In honor of the last issue of Promethea coming out today, here's an image from the Kabbala journey section, during the heaven issue ("The Serpent and the Dove", issue 23). If you look closely (enlarge by clicking on the image) you can see a number of interesting images in here, including a shot of the WTC in lower right.
Promethea is my favorite of Alan Moore's comics work, which is not to denigrate his other works which are always brilliant and occassionally genius. But this book is the most invested with meaning to me right now, and it seems to have a lot of meaning to Moore as well. It is a "difficult" work, esoteric, odd, intricate, not inclined to explain its directions or interests and expects you to keep up with it as it explores the cosmos. Moore has always had cosmic/spiritual/psychic journey aspects to his work and characters who tend to close themselves off from the common world, either physically or just mentally, to explore the inner space. I'm thinking here of Swamp Thing's journey through the universe after his "death" on Earth, Dr. Manhattan's trip to the moon, and William Gull's "dissection" passage in From Hell. Promethea is almost entirely a spiritual journey, and even when she's not journeying through the afterlife or the immateria she is progressing through her stages of being to reach the ultimate stage of being. The ingenious part of the last segment of Promethea is the buildup to Apocalypse, which is genuinely frightening, versus what it really leads to, which is a kind of throwing open of all the doors, tearing down all the walls, a general opening of everything and everyone to the universe, to the All. It's almost the inverse of those earlier characters, who closed themselves off to explore the horrors of their singleness, that Promethea opens herself up to all humanity, and them to each other. I think this is Moore's wish to share with us what he has learned through his magickal studies, how we can infer that he has grown over the years. It's beautiful.

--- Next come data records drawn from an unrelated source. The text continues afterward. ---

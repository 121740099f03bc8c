// Copyright Amazon.com, Inc. or its affiliates. All Rights Reserved.
// SPDX-License-Identifier: Apache-2.0

use std::{
    sync::{
        Arc,
        atomic::{AtomicBool, Ordering},
    },
    time::{Duration, Instant},
};

use crossbeam_utils::sync::{Parker, Unparker};
use metric_funnel_core::{Error, Publisher};

use crate::{ErrorSink, queue::IngestQueue, rate_limit::LogLimiter, stats::AtomicStats};

const LOG_INTERVAL: Duration = Duration::from_secs(1);

/// State shared between the [`Client`](crate::Client) and its harvest thread.
pub(crate) struct Shared {
    pub(crate) queue: IngestQueue,
    pub(crate) errors: ErrorSink,
    pub(crate) stats: AtomicStats,
    pub(crate) shutdown_signal: AtomicBool,
    // lets the client wake the harvest thread early on shutdown
    pub(crate) unparker: Unparker,
    pub(crate) drop_log: LogLimiter,
    pub(crate) publish_log: LogLimiter,
}

impl Shared {
    pub(crate) fn new(capacity: usize, errors: ErrorSink, unparker: Unparker) -> Self {
        Self {
            queue: IngestQueue::new(capacity),
            errors,
            stats: AtomicStats::default(),
            shutdown_signal: AtomicBool::new(false),
            unparker,
            drop_log: LogLimiter::new(LOG_INTERVAL),
            publish_log: LogLimiter::new(LOG_INTERVAL),
        }
    }

    /// Send `error` to the error sink without blocking. A full sink drops it.
    pub(crate) fn report(&self, error: Error) {
        self.errors.report(error);
    }
}

/// Outcome of a single harvest, mostly useful for tests.
#[derive(Clone, Copy, Debug, PartialEq, Eq)]
pub(crate) enum HarvestResult {
    Idle,
    Published,
    Failed,
}

/// The background worker: drains the queue every `interval` and hands each batch to the publisher.
///
/// Two states, running and stopped. It stops after observing the shutdown signal, which causes exactly one more
/// harvest before the thread exits.
pub(crate) struct HarvestLoop<P> {
    pub(crate) name: String,
    pub(crate) shared: Arc<Shared>,
    pub(crate) publisher: P,
    pub(crate) interval: Duration,
    pub(crate) parker: Parker,
}

impl<P: Publisher> HarvestLoop<P> {
    pub(crate) fn run(mut self) {
        let span = tracing::span!(tracing::Level::TRACE, "metrics harvest loop", queue = ?self.name);
        let _enter = span.enter();

        // `None` when the interval is too large to represent: only shutdown wakes the thread then
        let mut next_harvest = Instant::now().checked_add(self.interval);
        loop {
            if self.shutdown_requested() {
                break;
            }
            match next_harvest {
                Some(deadline) => self.parker.park_deadline(deadline),
                None => self.parker.park(),
            }
            if self.shutdown_requested() {
                break;
            }

            // woken up early without a shutdown, go back to sleep
            let now = Instant::now();
            let Some(deadline) = next_harvest else {
                continue;
            };
            if now < deadline {
                continue;
            }

            self.harvest();
            // a slow publish may have made us miss ticks; skip them rather than harvesting back to back
            next_harvest = deadline
                .checked_add(self.interval)
                .filter(|&next| next > now)
                .or_else(|| now.checked_add(self.interval));
        }

        tracing::info!("caught shutdown signal, running final metrics harvest");
        self.shared.queue.wait_for_producers();
        self.harvest();
        tracing::info!("metrics harvest loop has shut down");
    }

    fn shutdown_requested(&self) -> bool {
        self.shared.shutdown_signal.load(Ordering::Acquire)
    }

    pub(crate) fn harvest(&mut self) -> HarvestResult {
        self.shared.stats.record_harvest();
        let batch = self.shared.queue.drain();
        if batch.is_empty() {
            return HarvestResult::Idle;
        }

        let (gauges, counters) = (batch.gauges().len(), batch.counters().len());
        tracing::debug!(gauges, counters, "publishing metrics batch");
        match self.publisher.publish(&batch) {
            Ok(()) => {
                self.shared.stats.record_published(batch.len());
                HarvestResult::Published
            }
            Err(err) => {
                self.shared.stats.record_publish_failure();
                if let Some(suppressed) = self.shared.publish_log.admit() {
                    tracing::error!(
                        %err,
                        gauges,
                        counters,
                        suppressed,
                        "couldn't publish metrics batch, it will be discarded"
                    );
                }
                self.shared.report(Error::Publish {
                    gauges,
                    counters,
                    source: err,
                });
                HarvestResult::Failed
            }
        }
    }
}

And the artwork, good god, the art. Beautiful, dazzling stuff, just unlike anything comics has seen before. I'm already seeing other books incorporating what Moore and Williams did with panel borders, with the center(staple) space, with color themes and stylistic themes to signify place or time. I think we'll find this to be a milestone series probably most of all in its artwork, and credit to Moore, J. H Williams, Jeromy Cox (gorgeous colors. wow.), Mick Gray (great inker), and Todd Kline's lettering (excellent as usual).
There's an excellent Promethea annotations website that most usefully zooms in on aspects of the artwork and symbolism used in the series.